Thu Mar 4 14:54:55 EST 2010

On Mar 4, 2:30 pm, MRAB <pyt... at mrabarnett.plus.com> wrote:
> Pete Emerson wrote:
> > I've written my first python program, and would love suggestions for
> > improvement.
>
> > I'm a perl programmer and used a perl version of this program to guide
> > me. So in that sense, the python is "perlesque"
>
> > This script parses /etc/hosts for hostnames, and based on terms given
> > on the command line (argv), either prints the list of hostnames that
> > match all the criteria, or uses ssh to connect to the host if the
> > number of matches is unique.
>
> > I am looking for advice along the lines of "an easier way to do this"
> > or "a more python way" (I'm sure that's asking for trouble!) or
> > "people commonly do this instead" or "here's a slick trick" or "oh,
> > interesting, here's my version to do the same thing".
>
> > I am aware that there are performance improvements and error checking
> > that could be made, such as making sure the file exists and is
> > readable and precompiling the regular expressions and not calculating
> > how many sys.argv arguments there are more than once.
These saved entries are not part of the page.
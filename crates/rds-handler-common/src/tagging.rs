// Copyright (C) 2025 SyncMyOrders Sp. z o.o.
// SPDX-License-Identifier: AGPL-3.0-or-later
//! Tag namespaces and tag reconciliation.

use std::collections::BTreeMap;

use tracing::{info, warn};

use crate::api::{Request, Tag};
use crate::client::RemoteClient;
use crate::config::HandlerConfig;
use crate::error::RemoteError;
use crate::error_rules::{ErrorRuleSet, ErrorStatus, HandlerErrorCode, handle_exception};
use crate::progress::ProgressEvent;

const ADD_TAGS_STEP: &str = "rds::add-tags-to-resource";
const REMOVE_TAGS_STEP: &str = "rds::remove-tags-from-resource";

pub type Tags = BTreeMap<String, String>;

/// Tags of one resource split by the namespace that owns them.
#[derive(Debug, Clone, Default, PartialEq, Eq)]
pub struct TagSet {
    pub system_tags: Tags,
    pub stack_tags: Tags,
    pub resource_tags: Tags,
}

impl TagSet {
    pub fn new(system_tags: Tags, stack_tags: Tags, resource_tags: Tags) -> Self {
        Self {
            system_tags,
            stack_tags,
            resource_tags,
        }
    }

    /// All tags; resource tags win over stack tags win over system tags.
    pub fn merged(&self) -> Tags {
        let mut merged = self.system_tags.clone();
        merged.extend(self.stack_tags.clone());
        merged.extend(self.resource_tags.clone());
        merged
    }

    /// The same set without system tags.
    pub fn without_system_tags(&self) -> Self {
        Self {
            system_tags: Tags::new(),
            ..self.clone()
        }
    }
}

/// Pairs of `desired` that are missing from or differ in `previous`.
pub fn tags_to_add(previous: &Tags, desired: &Tags) -> Tags {
    desired
        .iter()
        .filter(|(key, value)| previous.get(*key) != Some(*value))
        .map(|(key, value)| (key.clone(), value.clone()))
        .collect()
}

/// Keys of `previous` that are absent from `desired`.
pub fn tags_to_remove(previous: &Tags, desired: &Tags) -> Vec<String> {
    previous
        .keys()
        .filter(|key| !desired.contains_key(*key))
        .cloned()
        .collect()
}

pub fn to_api_tags(tags: &Tags) -> Vec<Tag> {
    tags.iter().map(|(k, v)| Tag::new(k, v)).collect()
}

pub fn from_api_tags(tags: &[Tag]) -> Tags {
    tags.iter()
        .map(|tag| (tag.key.clone(), tag.value.clone()))
        .collect()
}

/// Bring the tags of `resource_arn` from `previous` to `desired`.
///
/// When adding the full set is denied, the addition is retried once
/// without system tags.
pub async fn reconcile_tags<M>(
    client: &dyn RemoteClient,
    resource_arn: &str,
    previous: &TagSet,
    desired: &TagSet,
    progress: ProgressEvent<M>,
    rules: &ErrorRuleSet,
    config: &HandlerConfig,
) -> ProgressEvent<M> {
    let previous_tags = previous.merged();
    let desired_tags = desired.merged();

    let remove = tags_to_remove(&previous_tags, &desired_tags);
    if !remove.is_empty() {
        info!(resource = resource_arn, count = remove.len(), "Removing tags");
        let request = Request::RemoveTagsFromResource {
            resource_name: resource_arn.to_string(),
            tag_keys: remove,
        };
        if let Err(err) = client.invoke(request).await {
            return handle_exception(progress, REMOVE_TAGS_STEP, err.into(), rules, config);
        }
    }

    let add = tags_to_add(&previous_tags, &desired_tags);
    if add.is_empty() {
        return progress;
    }

    info!(resource = resource_arn, count = add.len(), "Adding tags");
    let err = match add_tags(client, resource_arn, &add).await {
        Ok(()) => return progress,
        Err(err) => err,
    };

    if rules.classify(&err) != ErrorStatus::Fail(HandlerErrorCode::AccessDenied)
        || desired.system_tags.is_empty()
    {
        return handle_exception(progress, ADD_TAGS_STEP, err.into(), rules, config);
    }

    warn!(
        resource = resource_arn,
        error = %err,
        "Tagging denied, retrying without system tags"
    );
    let fallback = tags_to_add(&previous_tags, &desired.without_system_tags().merged());
    if fallback.is_empty() {
        return progress;
    }
    match add_tags(client, resource_arn, &fallback).await {
        Ok(()) => progress,
        Err(err) => handle_exception(progress, ADD_TAGS_STEP, err.into(), rules, config),
    }
}

async fn add_tags(
    client: &dyn RemoteClient,
    resource_arn: &str,
    tags: &Tags,
) -> Result<(), RemoteError> {
    client
        .invoke(Request::AddTagsToResource {
            resource_name: resource_arn.to_string(),
            tags: to_api_tags(tags),
        })
        .await
        .map(|_| ())
}

#[cfg(test)]
mod tests {
    use super::*;
    use crate::api::Response;
    use crate::context::CallbackContext;
    use crate::error_rules::DEFAULT_ERROR_RULE_SET;
    use crate::testing::MockClient;

    fn tags(pairs: &[(&str, &str)]) -> Tags {
        pairs
            .iter()
            .map(|(k, v)| (k.to_string(), v.to_string()))
            .collect()
    }

    const ARN: &str = "arn:aws:rds:us-east-1:123456789012:db:db-1";

    #[test]
    fn test_tag_diff() {
        let previous = tags(&[("a", "1"), ("b", "2")]);
        let desired = tags(&[("b", "3"), ("c", "4")]);

        assert_eq!(tags_to_remove(&previous, &desired), vec!["a".to_string()]);
        assert_eq!(tags_to_add(&previous, &desired), tags(&[("b", "3"), ("c", "4")]));
    }

    #[test]
    fn test_merge_precedence() {
        let set = TagSet::new(
            tags(&[("owner", "system"), ("aws:cloudformation:stack-id", "s-1")]),
            tags(&[("owner", "stack"), ("env", "stack")]),
            tags(&[("env", "resource")]),
        );

        assert_eq!(
            set.merged(),
            tags(&[
                ("aws:cloudformation:stack-id", "s-1"),
                ("env", "resource"),
                ("owner", "stack"),
            ])
        );
    }

    #[tokio::test]
    async fn test_reconcile_removes_then_adds() {
        let mock = MockClient::new();
        mock.respond("RemoveTagsFromResource", Ok(Response::Empty));
        mock.respond("AddTagsToResource", Ok(Response::Empty));

        let previous = TagSet::new(Tags::new(), Tags::new(), tags(&[("a", "1"), ("b", "2")]));
        let desired = TagSet::new(Tags::new(), Tags::new(), tags(&[("b", "3"), ("c", "4")]));

        let progress = reconcile_tags(
            &mock,
            ARN,
            &previous,
            &desired,
            ProgressEvent::progress((), CallbackContext::new()),
            &DEFAULT_ERROR_RULE_SET,
            &HandlerConfig::default(),
        )
        .await;

        assert!(progress.is_continuation());
        assert_eq!(
            mock.calls(),
            vec![
                Request::RemoveTagsFromResource {
                    resource_name: ARN.into(),
                    tag_keys: vec!["a".into()],
                },
                Request::AddTagsToResource {
                    resource_name: ARN.into(),
                    tags: vec![Tag::new("b", "3"), Tag::new("c", "4")],
                },
            ]
        );
    }

    #[tokio::test]
    async fn test_unchanged_tags_make_no_calls() {
        let mock = MockClient::new();
        let set = TagSet::new(tags(&[("sys", "1")]), tags(&[("stack", "1")]), Tags::new());

        let progress = reconcile_tags(
            &mock,
            ARN,
            &set,
            &set,
            ProgressEvent::progress((), CallbackContext::new()),
            &DEFAULT_ERROR_RULE_SET,
            &HandlerConfig::default(),
        )
        .await;

        assert!(progress.is_continuation());
        assert!(mock.calls().is_empty());
    }

    #[tokio::test]
    async fn test_denied_system_tags_fall_back() {
        let mock = MockClient::new();
        mock.respond(
            "AddTagsToResource",
            Err(RemoteError::client("AccessDenied", "no tagging of aws: keys")),
        );
        mock.respond("AddTagsToResource", Ok(Response::Empty));

        let desired = TagSet::new(
            tags(&[("aws:cloudformation:stack-name", "s")]),
            Tags::new(),
            tags(&[("env", "prod")]),
        );

        let progress = reconcile_tags(
            &mock,
            ARN,
            &TagSet::default(),
            &desired,
            ProgressEvent::progress((), CallbackContext::new()),
            &DEFAULT_ERROR_RULE_SET,
            &HandlerConfig::default(),
        )
        .await;

        assert!(progress.is_continuation());
        let calls = mock.calls_for("AddTagsToResource");
        assert_eq!(calls.len(), 2);
        assert_eq!(
            calls[1],
            Request::AddTagsToResource {
                resource_name: ARN.into(),
                tags: vec![Tag::new("env", "prod")],
            }
        );
    }
}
I'm not hyper
> > concerned with performance or idiot proofing for this particular
> > script.
>
> > Thanks in advance.
>
> > ########################################################
> > #!/usr/bin/python
>
> > import sys, fileinput, re, os
>
> > filename = '/etc/hosts'
>
> > hosts = []
>
> > for line in open(filename, 'r'):
> >    match = re.search('\d+\.\d+\.\d+\.\d+\s+(\S+)', line)
>
> Use 'raw' strings for regular expressions.
>
> 'Normal' Python string literals use backslashes in escape sequences (eg,
> '\n'), but so do regular expressions, and regular expressions are passed
> to the 're' module in strings, so that can lead to a profusion of
> backslashes!
>
> You could either escape the backslashes:
>
>         match = re.search('\\d+\\.\\d+\\.\\d+\\.\\d+\s+(\\S+)', line)
>
> or use a raw string:
>
>         match = re.search(r'\d+\.\d+\.\d+\.\d+\s+(\S+)', line)
>
> A raw string literal is just like a normal string literal, except that
> backslashes aren't special.
>
> >    if match is None or re.search('^(?:float|localhost)\.', line):
> > continue
>
> It would be more 'Pythonic' to say "not match".
>
>         if not match or re.search(r'^(?:float|localhost)\.', line):
>
> >    hostname = match.group(1)
> >    count = 0
> >    for arg in sys.argv[1:]:
> >            for section in hostname.split('.'):
> >                    if section == arg:
> >                            count = count + 1
>
> Shorter is:
>
>                                 count += 1
>
> >                            break
> >    if count == len(sys.argv) - 1:
> >            hosts.append(hostname)
>
> > if len(hosts) == 1:
> >    os.system("ssh -A " + hosts[0])
> > else:
> >    print '\n'.join(hosts)
>
> You're splitting the hostname repeatedly. You could split it just once,
> outside the outer loop, and maybe make it into a set. You could then
> have:
>
>          host_parts = set(hostname.split('.'))
>         count = 0
>         for arg in sys.argv[1:]:
>                 if arg in host_parts:
>                         count += 1
>
> Incidentally, the re module contains a cache, so the regular expressions
> won't be recompiled every time (unless you have a lot of them and the re
> module flushes the cache).

I think that you really just need a set intersection for the count
part and this should work:

host_parts = set(hostname.split('.'))
count = len(host_parts.intersection(sys.argv[1:]))